Matthew 22:34-46. Jesus & Pharisees are in agreement (well for a moment anyway), and it’s really important.

A reflection by Dan Spragg.

 It may seem strange that at the end of this passage which seems to be talking about the all-encompassing nature of Love, that there is this bit that talks about King David and the Messiah. But it opens up for us quite a bit about why the Pharisees and Jesus were so at odds with one another. They do actually agree on one thing. They both have expectations about the Messiah, and that the Messiah will come from the line of David. Jesus in one sense wasn’t a completely radical kind of Rabbi, he was in fact very orthodox – a Jew through and through – but, his knowledge, insights and interpretations, coupled with owning his identity and calling as the beloved and anointed Son of God had led him into the awareness and understanding that God was up to something new, that a better way existed and was possible and was at hand and near. This really was at the heart of their disputes, not that God wouldn’t act and be at work, but rather how and through who and to what effect with what scope. The Son of David for the Pharisees meant a Messiah through the restored King of Israel, one who would restore them back to their land as the people of God where they would live well and prosper and be at peace, and of course be free from the oppression of other nations. The Son of David as Jesus understood, while keeping in line with the heritage of David and the promises that had been made about this family line, was to be one that in actual fact superseded and moved beyond these. They all agreed that there would be a Messiah, one that would usher in a new age, but they disagreed on the details and on the literal size and scope of what that would mean.

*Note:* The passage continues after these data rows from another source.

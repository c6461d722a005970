//! Notifications adapter.
//!
//! Incoming `NOTIFICATION` envelopes land in a bounded inbox, newest first.
//! Anything above low priority is also raised through an [`AlertSink`];
//! normal-priority alerts are dismissed automatically after a short delay,
//! higher ones stay until read.

use std::collections::{HashMap, VecDeque};
use std::sync::Arc;
use std::time::Duration;

use chrono::{DateTime, Utc};
use parking_lot::Mutex;
use serde::{Deserialize, Serialize};
use tether_client::{Scheduler, SessionHandle, Subscription, TaskGroup, TaskHandle};
use tether_core::{Envelope, MessageType, Payload};
use tracing::{debug, info};

/// Label of alert auto-dismiss tasks.
pub const DISMISS_LABEL: &str = "notifications.dismiss";

/// Notification priority.
#[derive(Clone, Copy, Debug, Default, PartialEq, Eq, PartialOrd, Ord, Hash, Serialize, Deserialize)]
#[serde(rename_all = "snake_case")]
pub enum Priority {
    /// Inbox only, no alert.
    Low,
    /// Alert, dismissed automatically.
    #[default]
    Normal,
    /// Alert until read.
    High,
}

impl Priority {
    /// Parse a wire value. Unknown or missing values are `Normal`.
    pub fn parse(value: Option<&str>) -> Self {
        match value.map(str::to_ascii_lowercase).as_deref() {
            Some("low") => Self::Low,
            Some("high" | "urgent") => Self::High,
            _ => Self::Normal,
        }
    }
}

/// One notification.
#[derive(Clone, Debug, PartialEq, Serialize, Deserialize)]
#[serde(rename_all = "camelCase")]
pub struct Notification {
    /// Notification ID (`id` from the payload, else the envelope ID).
    pub id: String,
    /// Alert title.
    pub title: String,
    /// Alert body.
    pub body: String,
    /// Priority.
    pub priority: Priority,
    /// Whether the user has seen it.
    pub read: bool,
    /// Envelope timestamp.
    pub received_at: DateTime<Utc>,
    /// Full payload as received.
    pub data: Payload,
}

impl Notification {
    /// Read a `NOTIFICATION` envelope.
    pub fn from_envelope(envelope: &Envelope) -> Self {
        Self {
            id: envelope
                .payload_str("id")
                .map_or_else(|| envelope.id.to_string(), str::to_string),
            title: envelope.payload_str("title").unwrap_or_default().to_string(),
            body: envelope
                .payload_str("body")
                .or_else(|| envelope.payload_str("message"))
                .unwrap_or_default()
                .to_string(),
            priority: Priority::parse(envelope.payload_str("priority")),
            read: false,
            received_at: envelope.timestamp,
            data: envelope.payload.clone(),
        }
    }
}

/// Where alerts are shown.
pub trait AlertSink: Send + Sync + 'static {
    /// Raise an alert.
    fn show(&self, notification: &Notification);
    /// Take a raised alert down.
    fn dismiss(&self, notification_id: &str);
}

/// Sink that only logs.
#[derive(Clone, Copy, Debug, Default)]
pub struct TracingAlertSink;

impl AlertSink for TracingAlertSink {
    fn show(&self, notification: &Notification) {
        info!(
            id = %notification.id,
            priority = ?notification.priority,
            title = %notification.title,
            "{}",
            notification.body
        );
    }

    fn dismiss(&self, notification_id: &str) {
        debug!(id = notification_id, "alert dismissed");
    }
}

struct Inbox {
    limit: usize,
    dismiss_after: Duration,
    items: VecDeque<Notification>,
    // counts unread notifications already evicted from `items` too
    unread: usize,
    // raised alerts; `Some` while an auto-dismiss is scheduled
    alerts: HashMap<String, Option<TaskHandle>>,
}

impl std::fmt::Debug for Inbox {
    fn fmt(&self, f: &mut std::fmt::Formatter<'_>) -> std::fmt::Result {
        f.debug_struct("Inbox")
            .field("limit", &self.limit)
            .field("items", &self.items.len())
            .field("unread", &self.unread)
            .field("alerts", &self.alerts.len())
            .finish_non_exhaustive()
    }
}

impl Inbox {
    fn push(&mut self, notification: Notification) -> Vec<Notification> {
        if !notification.read {
            self.unread += 1;
        }
        self.items.push_front(notification);
        let mut evicted = Vec::new();
        while self.items.len() > self.limit {
            if let Some(old) = self.items.pop_back() {
                evicted.push(old);
            }
        }
        evicted
    }

    /// Mark `id` read. Returns `false` if it is not in the inbox.
    fn mark_read(&mut self, id: &str) -> bool {
        match self.items.iter_mut().find(|n| n.id == id) {
            Some(n) => {
                if !n.read {
                    n.read = true;
                    self.unread = self.unread.saturating_sub(1);
                }
                true
            }
            None => false,
        }
    }

    fn mark_all_read(&mut self) {
        self.items.iter_mut().for_each(|n| n.read = true);
        self.unread = 0;
    }

    /// Forget an alert, cancelling its auto-dismiss. Returns whether it was raised.
    fn take_alert(&mut self, id: &str) -> bool {
        match self.alerts.remove(id) {
            Some(timer) => {
                if let Some(timer) = timer {
                    let _ = timer.cancel();
                }
                true
            }
            None => false,
        }
    }
}

struct Shared {
    inbox: Mutex<Inbox>,
    sink: Arc<dyn AlertSink>,
    scheduler: Arc<Scheduler>,
}

impl Shared {
    fn receive(self: &Arc<Self>, notification: Notification) {
        debug!(id = %notification.id, priority = ?notification.priority, "notification received");
        let mut dismissed = Vec::new();
        let alert = notification.priority > Priority::Low;
        let raised = alert.then(|| notification.clone());
        {
            let mut inbox = self.inbox.lock();
            for old in inbox.push(notification) {
                if inbox.take_alert(&old.id) {
                    dismissed.push(old.id);
                }
            }
            if let Some(n) = &raised {
                let after = inbox.dismiss_after;
                let timer =
                    (n.priority == Priority::Normal).then(|| self.schedule_dismiss(&n.id, after));
                if let Some(Some(previous)) = inbox.alerts.insert(n.id.clone(), timer) {
                    let _ = previous.cancel();
                }
            }
        }
        for id in dismissed {
            self.sink.dismiss(&id);
        }
        if let Some(n) = raised {
            self.sink.show(&n);
        }
    }

    fn schedule_dismiss(self: &Arc<Self>, id: &str, after: Duration) -> TaskHandle {
        let weak = Arc::downgrade(self);
        let id = id.to_string();
        self.scheduler
            .schedule(TaskGroup::Feature, DISMISS_LABEL, after, move || {
                if let Some(shared) = weak.upgrade() {
                    // the timer is already spent; just forget the alert
                    let raised = shared.inbox.lock().alerts.remove(&id).is_some();
                    if raised {
                        shared.sink.dismiss(&id);
                    }
                }
            })
    }

    fn dismiss(&self, ids: Vec<String>) {
        let dismissed: Vec<String> = {
            let mut inbox = self.inbox.lock();
            ids.into_iter().filter(|id| inbox.take_alert(id)).collect()
        };
        for id in dismissed {
            self.sink.dismiss(&id);
        }
    }
}

/// Notification inbox derived from the session.
pub struct NotificationsAdapter {
    shared: Arc<Shared>,
    _subscription: Subscription,
}

impl std::fmt::Debug for NotificationsAdapter {
    fn fmt(&self, f: &mut std::fmt::Formatter<'_>) -> std::fmt::Result {
        f.debug_struct("NotificationsAdapter")
            .field("inbox", &*self.shared.inbox.lock())
            .finish_non_exhaustive()
    }
}

impl NotificationsAdapter {
    /// Subscribe to notifications on `session`, raising alerts on `sink`.
    pub fn new(session: &SessionHandle, sink: Arc<dyn AlertSink>) -> Self {
        let features = &session.settings().features;
        let shared = Arc::new(Shared {
            inbox: Mutex::new(Inbox {
                limit: features.notification_limit.max(1),
                dismiss_after: features.notification_dismiss(),
                items: VecDeque::new(),
                unread: 0,
                alerts: HashMap::new(),
            }),
            sink,
            scheduler: Arc::clone(session.scheduler()),
        });

        let handler = Arc::downgrade(&shared);
        let subscription = session.subscribe(MessageType::Notification, move |env| {
            if let Some(shared) = handler.upgrade() {
                shared.receive(Notification::from_envelope(env));
            }
        });

        Self {
            shared,
            _subscription: subscription,
        }
    }

    /// Inbox contents, newest first.
    pub fn notifications(&self) -> Vec<Notification> {
        self.shared.inbox.lock().items.iter().cloned().collect()
    }

    /// Number of unread notifications, including unread ones that have
    /// already fallen out of the bounded inbox.
    pub fn unread_count(&self) -> usize {
        self.shared.inbox.lock().unread
    }

    /// Mark one notification read, dismissing its alert. Returns `false` if
    /// it is not in the inbox.
    pub fn mark_read(&self, id: &str) -> bool {
        let found = self.shared.inbox.lock().mark_read(id);
        if found {
            self.shared.dismiss(vec![id.to_string()]);
        }
        found
    }

    /// Mark everything read and dismiss every alert.
    pub fn mark_all_read(&self) {
        let ids: Vec<String> = {
            let mut inbox = self.shared.inbox.lock();
            inbox.mark_all_read();
            inbox.alerts.keys().cloned().collect()
        };
        self.shared.dismiss(ids);
    }

    /// Empty the inbox and dismiss every alert.
    pub fn clear(&self) {
        let ids: Vec<String> = {
            let mut inbox = self.shared.inbox.lock();
            inbox.items.clear();
            inbox.unread = 0;
            inbox.alerts.keys().cloned().collect()
        };
        self.shared.dismiss(ids);
    }
}

impl Drop for NotificationsAdapter {
    fn drop(&mut self) {
        let mut inbox = self.shared.inbox.lock();
        for timer in inbox.alerts.drain().filter_map(|(_, timer)| timer) {
            let _ = timer.cancel();
        }
    }
}

#[cfg(test)]
mod tests {
    use super::*;
    use serde_json::json;

    #[test]
    fn priority_parsing() {
        assert_eq!(Priority::parse(Some("low")), Priority::Low);
        assert_eq!(Priority::parse(Some("HIGH")), Priority::High);
        assert_eq!(Priority::parse(Some("urgent")), Priority::High);
        assert_eq!(Priority::parse(Some("whatever")), Priority::Normal);
        assert_eq!(Priority::parse(None), Priority::Normal);
    }

    #[test]
    fn notification_reads_payload() {
        let payload = tether_core::protocol::payload_from(json!({
            "id": "n-1",
            "title": "New match",
            "message": "Someone liked you",
            "priority": "high",
        }))
        .unwrap();
        let n = Notification::from_envelope(&Envelope::new(MessageType::Notification, payload));
        assert_eq!(n.id, "n-1");
        assert_eq!(n.body, "Someone liked you");
        assert_eq!(n.priority, Priority::High);
        assert!(!n.read);
    }

    #[test]
    fn inbox_evicts_oldest() {
        let mut inbox = Inbox {
            limit: 2,
            dismiss_after: Duration::from_secs(5),
            items: VecDeque::new(),
            unread: 0,
            alerts: HashMap::new(),
        };
        let make = |id: &str| Notification {
            id: id.into(),
            title: String::new(),
            body: String::new(),
            priority: Priority::Low,
            read: false,
            received_at: Utc::now(),
            data: Payload::new(),
        };
        assert!(inbox.push(make("a")).is_empty());
        assert!(inbox.push(make("b")).is_empty());
        let evicted = inbox.push(make("c"));
        assert_eq!(evicted.len(), 1);
        assert_eq!(evicted[0].id, "a");
        assert_eq!(inbox.unread, 3);

        assert!(inbox.mark_read("b"));
        assert!(inbox.mark_read("b"));
        assert!(!inbox.mark_read("a"));
        assert_eq!(inbox.unread, 2);

        inbox.mark_all_read();
        assert_eq!(inbox.unread, 0);
    }
}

They were living in a time of massive upheaval. The previous 300-400 years had seen the rise of both the Greek and Roman empires each bringing vastly different regimes and understandings about how the world worked and who was to be in control. Israel was small fry caught up in the massive melting pot and divergent forces and so, as always seems to be the case with the smallest and the least powerful, it was subjected to simply surviving as it was thrown around between the currents of the Greeks and the Romans. A time of change, of bigger societal forces, of uncertainty, of disruption, of endings and beginnings, and old ways that had to change, and new ways that were being birthed and needed to be birthed. Does it sound familiar?! There is a suggestion that all of Matthew’s gospel is seeking to answer one big question. ‘How do we cope with change?’ It is quite a universal question that all of us, wherever we are, have to face at some point. Matthew seeks to answer this through his telling of the story of Jesus’ life, ministry, death and resurrection. How do we cope with change amidst all this? What is to be our response? What is this change revealing? So, what did Jesus do and say? And what does this reveal to us about what God’s movements are in the midst of this? What is God saying? And very importantly, what are we going to do because of what we discover?

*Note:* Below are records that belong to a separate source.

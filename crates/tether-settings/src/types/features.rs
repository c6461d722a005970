//! Feature adapter and logging settings.

use std::time::Duration;

use serde::{Deserialize, Serialize};

/// Timers and list sizes used by the chat, matching, presence and
/// notification adapters.
#[derive(Clone, Debug, PartialEq, Eq, Serialize, Deserialize)]
#[serde(rename_all = "camelCase", default)]
pub struct FeatureSettings {
    /// A typing indicator clears this long after the last `TYPING_START`.
    pub typing_timeout_ms: u64,
    /// Local presence flips to away after this long without activity.
    pub idle_timeout_ms: u64,
    /// Normal-priority alerts are dismissed after this long.
    pub notification_dismiss_ms: u64,
    /// Size of each match/reveal list.
    pub match_history_limit: usize,
    /// Number of notifications kept.
    pub notification_limit: usize,
}

impl Default for FeatureSettings {
    fn default() -> Self {
        Self {
            typing_timeout_ms: 5_000,
            idle_timeout_ms: 300_000,
            notification_dismiss_ms: 5_000,
            match_history_limit: 10,
            notification_limit: 50,
        }
    }
}

impl FeatureSettings {
    /// Typing indicator expiry.
    pub fn typing_timeout(&self) -> Duration {
        Duration::from_millis(self.typing_timeout_ms)
    }

    /// Idle threshold for local presence.
    pub fn idle_timeout(&self) -> Duration {
        Duration::from_millis(self.idle_timeout_ms)
    }

    /// Auto-dismiss delay for normal-priority alerts.
    pub fn notification_dismiss(&self) -> Duration {
        Duration::from_millis(self.notification_dismiss_ms)
    }
}

/// Log output settings.
#[derive(Clone, Debug, PartialEq, Eq, Serialize, Deserialize)]
#[serde(rename_all = "camelCase", default)]
pub struct LoggingSettings {
    /// Minimum level (`trace`, `debug`, `info`, `warn`, `error`).
    pub level: String,
    /// Emit JSON lines instead of compact text.
    pub json: bool,
}

impl Default for LoggingSettings {
    fn default() -> Self {
        Self {
            level: "info".to_string(),
            json: false,
        }
    }
}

The questions that are posed to Jesus in this series of stories are used by the religious leaders to try and entrap Jesus but they are also questions that had real substance in the faith of the Jewish people at that point in time. They were real questions, one could say that even though they came in the form of trickery they were in actual fact very honest questions. How do we live with loyalty to God and our required relationship to the empire? What is our response to be, do we believe in the hope of Resurrection – that God can raise new life and hope out of what seems dead and lifeless? (The question from the Sadducees that we haven’t looked at this time through the book of Matthew – see the footnote for a comment.)[1] And today’s question – What is at the heart of our calling and identity as God’s people? The Pharisees response to the big questions was always the law and strict adherence to their tradition, down to the letter. Jesus’ response, uncovers a different way, one of larger perspective, one of love.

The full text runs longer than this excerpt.